Typically your GP might send you on your way at your 6 week check up. This is NOT OK! You need to rehab and retrain those muscles. Just as you would with any other surgery of any other body part.  

Your pelvic floor is part of your core system.  And if you're leaking, that means your core system as a whole isn't working well, not just your pelvic floor. The core system includes your diaphragm, transverse abdominis and mulitifidus (back muscles) AND the pelvic floor. This whole system needs to be working together, communicating with one another to be working as an effective unit.

Even if you've had a C-section, your core system has been compromised... which means you need to work on retraining the system as well.  

Jumping on a trampoline with your kids is not something you need to avoid for the rest of your life.

Jumping on a trampoline with your kids is not something you need to avoid for the rest of your life.

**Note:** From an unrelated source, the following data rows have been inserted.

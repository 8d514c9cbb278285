//! Transactional contract client.
//!
//! Turns a static interface description (an ABI plus per-network
//! deployment artifacts) into a client that can issue read-only calls,
//! submit state-changing transactions and poll them to confirmation,
//! decode receipt logs into named events, and deploy new instances once
//! library link placeholders are resolved.
//!
//! The remote execution environment is reached through the [`Transport`]
//! trait; [`RpcTransport`] is the bundled implementation. A
//! [`ContractFactory`] selects the active network and hands out bound
//! [`Contract`] instances, each holding an immutable descriptor
//! snapshot.

pub mod abi;
pub mod artifacts;
pub mod contract;
pub mod error;
pub mod linker;
pub mod options;
pub mod transport;

pub use abi::{Abi, AbiConstructor, AbiEvent, AbiFunction, AbiParam};
pub use artifacts::{ContractArtifacts, ContractDescriptor, NetworkArtifacts};
pub use contract::{
    ClientConfig, Confirmation, Contract, ContractFactory, DecodedEvent, TransactionOutcome,
};
pub use error::{Error, Result, TransportError};
pub use options::{CallOptions, merge};
pub use transport::{CallRequest, DeployNotice, LogEntry, Receipt, RpcTransport, Transport};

One of the main things you can work on is the core - connection breath. You can read more about the Piston Breath on Julie Wiebe's website.

Give this a try:

Take a breath, filling your whole core. Imagine the bottom part of your ribs to be an umbrella. Now as you fill with air you open that umbrella while opening up your hip bones. At the same time relax your pelvic floor.

Start your exhale, lift your pelvic floor - slightly - while bringing your hip bones back together. Exhale all the air out and imagine closing the umbrella.

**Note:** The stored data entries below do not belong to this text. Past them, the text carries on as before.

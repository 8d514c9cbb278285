mod client;
mod events;
mod factory;

pub use client::{ClientConfig, Confirmation, Contract, TransactionOutcome};
pub use events::{DecodedEvent, decode_logs};
pub use factory::ContractFactory;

Try it laying flat on the ground with your hands over your ribs, so you can feel the movement on your hands.

Mastering that breath and core connection is important. It won’t be something you have to do forever. Practice makes perfect and it will eventually become more automatic.


Check your alignment when you are wearing your baby. Bum untucked. Ribs over hips.  

Check your alignment when you are wearing your baby. Bum untucked. Ribs over hips.  

Another thing to keep in check is your posture and alignment.

Think about having your ribs stacked over your hips.  

A LOT of us are either one of the following:

  • Bum tuckers. Ribs are leaning backwards and bum is tucked under.


  • Rib thrusters.  Ribs are thrust up and out and the back is over-arched.

When you have your ribs stacked over your hips, you are in a better position for proper breathing and movement.  And it helps create the optimal intra-abdominal pressure in your core.  

But you don't have to be perfect ALL the time.  Life happens.  We have to pickup our toddler while simultaneously feeding our baby. Or we have to pickup the baby with groceries hung over one arm. It's important to think about it, recheck and re-align. But don't beat yourself up if you find yourself in alignment that's not neutral all the time.

If you leak while you run, you are leaking more than just urine. You are leaking energy, strength and athletic performance.
— Julie Wiebe


You don't need to live with incontinence.  Whether it be when you're laughing, coughing, jumping rope, or running, it doesn't need to be your new normal. Here's what you should do. 

  1. Book your appointment with a Pelvic floor physio therapist.
  2. Master your core-connection breath.
  3. Check your alignment.

And fire me a message if you have any questions or need a recommendation for a PT in your area.  The fact is, it's not going to get better as you age.  You need to do something about it now.

You can get back to life without leaks.  It will require a little bit of effort.  But aren't you worth it?